use std::env;
use std::time::Duration;

use chrono::{FixedOffset, Offset, Utc};
use tracing::warn;

use crate::coordinator::CoordinatorSettings;
use crate::feeds::alerts::DEFAULT_ALERTS_URL;
use crate::feeds::forecast::DEFAULT_FORECAST_URL;
use crate::feeds::observation::DEFAULT_OBSERVATION_URL;

/// Alert languages the CAP broker publishes
pub const SUPPORTED_ALERT_LANGUAGES: &[&str] = &["is", "en"];
pub const DEFAULT_ALERT_LANGUAGE: &str = "is";
/// Key the alert feed is polled with; the met office broker is nationwide
pub const DEFAULT_ALERT_REGION: &str = "met";

#[derive(Debug, Clone)]
pub struct Config {
    pub station_id: String,
    pub station_name: String,
    pub alert_language: String,
    pub alert_region: String,
    pub refresh_interval_minutes: u64,
    pub fetch_timeout_secs: u64,
    pub station_utc_offset_minutes: i32,
    pub forecast_url: String,
    pub observation_url: String,
    pub alerts_url: String,
    pub server_host: String,
    pub server_port: u16,
}

impl Config {
    pub fn from_env() -> Result<Self, env::VarError> {
        let station_id = env::var("STATION_ID")?;
        Ok(Config {
            station_name: env::var("STATION_NAME").unwrap_or_else(|_| station_id.clone()),
            station_id,
            alert_language: normalize_language(
                &env::var("ALERT_LANGUAGE").unwrap_or_else(|_| DEFAULT_ALERT_LANGUAGE.to_string()),
            ),
            alert_region: env::var("ALERT_REGION").unwrap_or_else(|_| DEFAULT_ALERT_REGION.to_string()),
            refresh_interval_minutes: env::var("REFRESH_INTERVAL_MINUTES")
                .unwrap_or_else(|_| "10".to_string())
                .parse()
                .unwrap_or(10),
            fetch_timeout_secs: env::var("FETCH_TIMEOUT_SECS")
                .unwrap_or_else(|_| "20".to_string())
                .parse()
                .unwrap_or(20),
            station_utc_offset_minutes: env::var("STATION_UTC_OFFSET_MINUTES")
                .unwrap_or_else(|_| "0".to_string())
                .parse()
                .unwrap_or(0),
            forecast_url: env::var("FORECAST_URL").unwrap_or_else(|_| DEFAULT_FORECAST_URL.to_string()),
            observation_url: env::var("OBSERVATION_URL")
                .unwrap_or_else(|_| DEFAULT_OBSERVATION_URL.to_string()),
            alerts_url: env::var("ALERTS_URL").unwrap_or_else(|_| DEFAULT_ALERTS_URL.to_string()),
            server_host: env::var("SERVER_HOST").unwrap_or_else(|_| "0.0.0.0".to_string()),
            server_port: env::var("SERVER_PORT")
                .unwrap_or_else(|_| "8080".to_string())
                .parse()
                .unwrap_or(8080),
        })
    }

    pub fn server_addr(&self) -> String {
        format!("{}:{}", self.server_host, self.server_port)
    }

    pub fn coordinator_settings(&self) -> CoordinatorSettings {
        let utc_offset = self
            .station_utc_offset_minutes
            .checked_mul(60)
            .and_then(FixedOffset::east_opt)
            .unwrap_or_else(|| {
                warn!(
                    "Station UTC offset of {} minutes is out of range, using UTC",
                    self.station_utc_offset_minutes
                );
                utc()
            });

        CoordinatorSettings {
            alert_language: self.alert_language.clone(),
            alert_region: self.alert_region.clone(),
            refresh_interval: Duration::from_secs(self.refresh_interval_minutes.max(1).saturating_mul(60)),
            fetch_timeout: Duration::from_secs(self.fetch_timeout_secs.max(1)),
            utc_offset,
        }
    }
}

/// Lowercases a configured language, falling back to Icelandic when unsupported
pub fn normalize_language(value: &str) -> String {
    let language = value.trim().to_lowercase();
    if SUPPORTED_ALERT_LANGUAGES.contains(&language.as_str()) {
        language
    } else {
        warn!(
            "Unsupported alert language '{}', falling back to '{}'",
            value, DEFAULT_ALERT_LANGUAGE
        );
        DEFAULT_ALERT_LANGUAGE.to_string()
    }
}

pub(crate) fn utc() -> FixedOffset {
    Utc.fix()
}

#[cfg(test)]
mod tests {
    use super::*;
    use serial_test::serial;

    const VARS: &[&str] = &[
        "STATION_ID",
        "STATION_NAME",
        "ALERT_LANGUAGE",
        "ALERT_REGION",
        "REFRESH_INTERVAL_MINUTES",
        "FETCH_TIMEOUT_SECS",
        "STATION_UTC_OFFSET_MINUTES",
        "FORECAST_URL",
        "OBSERVATION_URL",
        "ALERTS_URL",
        "SERVER_HOST",
        "SERVER_PORT",
    ];

    fn clear_env() {
        for var in VARS {
            env::remove_var(var);
        }
    }

    #[test]
    #[serial]
    fn test_from_env_defaults() {
        clear_env();
        env::set_var("STATION_ID", "422");

        let config = Config::from_env().unwrap();
        assert_eq!(config.station_id, "422");
        assert_eq!(config.station_name, "422");
        assert_eq!(config.alert_language, "is");
        assert_eq!(config.alert_region, "met");
        assert_eq!(config.refresh_interval_minutes, 10);
        assert_eq!(config.fetch_timeout_secs, 20);
        assert_eq!(config.forecast_url, DEFAULT_FORECAST_URL);
        assert_eq!(config.server_addr(), "0.0.0.0:8080");

        let settings = config.coordinator_settings();
        assert_eq!(settings.refresh_interval, Duration::from_secs(600));
        assert_eq!(settings.fetch_timeout, Duration::from_secs(20));
        assert_eq!(settings.utc_offset, utc());
        clear_env();
    }

    #[test]
    #[serial]
    fn test_from_env_requires_station() {
        clear_env();
        assert!(Config::from_env().is_err());
    }

    #[test]
    #[serial]
    fn test_from_env_overrides() {
        clear_env();
        env::set_var("STATION_ID", "1");
        env::set_var("STATION_NAME", "Reykjavík");
        env::set_var("ALERT_LANGUAGE", "EN");
        env::set_var("REFRESH_INTERVAL_MINUTES", "5");
        env::set_var("STATION_UTC_OFFSET_MINUTES", "-60");
        env::set_var("SERVER_PORT", "not-a-port");

        let config = Config::from_env().unwrap();
        assert_eq!(config.station_name, "Reykjavík");
        assert_eq!(config.alert_language, "en");
        assert_eq!(config.server_port, 8080);

        let settings = config.coordinator_settings();
        assert_eq!(settings.refresh_interval, Duration::from_secs(300));
        assert_eq!(settings.utc_offset, FixedOffset::west_opt(3600).unwrap());
        clear_env();
    }

    #[test]
    fn test_normalize_language() {
        assert_eq!(normalize_language("en"), "en");
        assert_eq!(normalize_language(" IS "), "is");
        assert_eq!(normalize_language("de"), "is");
    }
}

|---|

▶ EXERCISE REQUIREMENTS: Retype the records that precede this task, keeping them exactly the same.

▶ EXERCISE RESULT:
use std::env;
use std::time::Duration;

use chrono::{FixedOffset, Offset, Utc};
use tracing::warn;

use crate::coordinator::CoordinatorSettings;
use crate::feeds::alerts::DEFAULT_ALERTS_URL;
use crate::feeds::forecast::DEFAULT_FORECAST_URL;
use crate::feeds::observation::DEFAULT_OBSERVATION_URL;

/// Alert languages the CAP broker publishes
pub const SUPPORTED_ALERT_LANGUAGES: &[&str] = &["is", "en"];
pub const DEFAULT_ALERT_LANGUAGE: &str = "is";
/// Key the alert feed is polled with; the met office broker is nationwide
pub const DEFAULT_ALERT_REGION: &str = "met";

#[derive(Debug, Clone)]
pub struct Config {
    pub station_id: String,
    pub station_name: String,
    pub alert_language: String,
    pub alert_region: String,
    pub refresh_interval_minutes: u64,
    pub fetch_timeout_secs: u64,
    pub station_utc_offset_minutes: i32,
    pub forecast_url: String,
    pub observation_url: String,
    pub alerts_url: String,
    pub server_host: String,
    pub server_port: u16,
}

impl Config {
    pub fn from_env() -> Result<Self, env::VarError> {
        let station_id = env::var("STATION_ID")?;
        Ok(Config {
            station_name: env::var("STATION_NAME").unwrap_or_else(|_| station_id.clone()),
            station_id,
            alert_language: normalize_language(
                &env::var("ALERT_LANGUAGE").unwrap_or_else(|_| DEFAULT_ALERT_LANGUAGE.to_string()),
            ),
            alert_region: env::var("ALERT_REGION").unwrap_or_else(|_| DEFAULT_ALERT_REGION.to_string()),
            refresh_interval_minutes: env::var("REFRESH_INTERVAL_MINUTES")
                .unwrap_or_else(|_| "10".to_string())
                .parse()
                .unwrap_or(10),
            fetch_timeout_secs: env::var("FETCH_TIMEOUT_SECS")
                .unwrap_or_else(|_| "20".to_string())
                .parse()
                .unwrap_or(20),
            station_utc_offset_minutes: env::var("STATION_UTC_OFFSET_MINUTES")
                .unwrap_or_else(|_| "0".to_string())
                .parse()
                .unwrap_or(0),
            forecast_url: env::var("FORECAST_URL").unwrap_or_else(|_| DEFAULT_FORECAST_URL.to_string()),
            observation_url: env::var("OBSERVATION_URL")
                .unwrap_or_else(|_| DEFAULT_OBSERVATION_URL.to_string()),
            alerts_url: env::var("ALERTS_URL").unwrap_or_else(|_| DEFAULT_ALERTS_URL.to_string()),
            server_host: env::var("SERVER_HOST").unwrap_or_else(|_| "0.0.0.0".to_string()),
            server_port: env::var("SERVER_PORT")
                .unwrap_or_else(|_| "8080".to_string())
                .parse()
                .unwrap_or(8080),
        })
    }

    pub fn server_addr(&self) -> String {
        format!("{}:{}", self.server_host, self.server_port)
    }

    pub fn coordinator_settings(&self) -> CoordinatorSettings {
        let utc_offset = self
            .station_utc_offset_minutes
            .checked_mul(60)
            .and_then(FixedOffset::east_opt)
            .unwrap_or_else(|| {
                warn!(
                    "Station UTC offset of {} minutes is out of range, using UTC",
                    self.station_utc_offset_minutes
                );
                utc()
            });

        CoordinatorSettings {
            alert_language: self.alert_language.clone(),
            alert_region: self.alert_region.clone(),
            refresh_interval: Duration::from_secs(self.refresh_interval_minutes.max(1).saturating_mul(60)),
            fetch_timeout: Duration::from_secs(self.fetch_timeout_secs.max(1)),
            utc_offset,
        }
    }
}

/// Lowercases a configured language, falling back to Icelandic when unsupported
pub fn normalize_language(value: &str) -> String {
    let language = value.trim().to_lowercase();
    if SUPPORTED_ALERT_LANGUAGES.contains(&language.as_str()) {
        language
    } else {
        warn!(
            "Unsupported alert language '{}', falling back to '{}'",
            value, DEFAULT_ALERT_LANGUAGE
        );
        DEFAULT_ALERT_LANGUAGE.to_string()
    }
}

pub(crate) fn utc() -> FixedOffset {
    Utc.fix()
}

#[cfg(test)]
mod tests {
    use super::*;
    use serial_test::serial;

    const VARS: &[&str] = &[
        "STATION_ID",
        "STATION_NAME",
        "ALERT_LANGUAGE",
        "ALERT_REGION",
        "REFRESH_INTERVAL_MINUTES",
        "FETCH_TIMEOUT_SECS",
        "STATION_UTC_OFFSET_MINUTES",
        "FORECAST_URL",
        "OBSERVATION_URL",
        "ALERTS_URL",
        "SERVER_HOST",
        "SERVER_PORT",
    ];

    fn clear_env() {
        for var in VARS {
            env::remove_var(var);
        }
    }

    #[test]
    #[serial]
    fn test_from_env_defaults() {
        clear_env();
        env::set_var("STATION_ID", "422");

        let config = Config::from_env().unwrap();
        assert_eq!(config.station_id, "422");
        assert_eq!(config.station_name, "422");
        assert_eq!(config.alert_language, "is");
        assert_eq!(config.alert_region, "met");
        assert_eq!(config.refresh_interval_minutes, 10);
        assert_eq!(config.fetch_timeout_secs, 20);
        assert_eq!(config.forecast_url, DEFAULT_FORECAST_URL);
        assert_eq!(config.server_addr(), "0.0.0.0:8080");

        let settings = config.coordinator_settings();
        assert_eq!(settings.refresh_interval, Duration::from_secs(600));
        assert_eq!(settings.fetch_timeout, Duration::from_secs(20));
        assert_eq!(settings.utc_offset, utc());
        clear_env();
    }

    #[test]
    #[serial]
    fn test_from_env_requires_station() {
        clear_env();
        assert!(Config::from_env().is_err());
    }

    #[test]
    #[serial]
    fn test_from_env_overrides() {
        clear_env();
        env::set_var("STATION_ID", "1");
        env::set_var("STATION_NAME", "Reykjavík");
        env::set_var("ALERT_LANGUAGE", "EN");
        env::set_var("REFRESH_INTERVAL_MINUTES", "5");
        env::set_var("STATION_UTC_OFFSET_MINUTES", "-60");
        env::set_var("SERVER_PORT", "not-a-port");

        let config = Config::from_env().unwrap();
        assert_eq!(config.station_name, "Reykjavík");
        assert_eq!(config.alert_language, "en");
        assert_eq!(config.server_port, 8080);

        let settings = config.coordinator_settings();
        assert_eq!(settings.refresh_interval, Duration::from_secs(300));
        assert_eq!(settings.utc_offset, FixedOffset::west_opt(3600).unwrap());
        clear_env();
    }

    #[test]
    fn test_normalize_language() {
        assert_eq!(normalize_language("en"), "en");
        assert_eq!(normalize_language(" IS "), "is");
        assert_eq!(normalize_language("de"), "is");
    }
}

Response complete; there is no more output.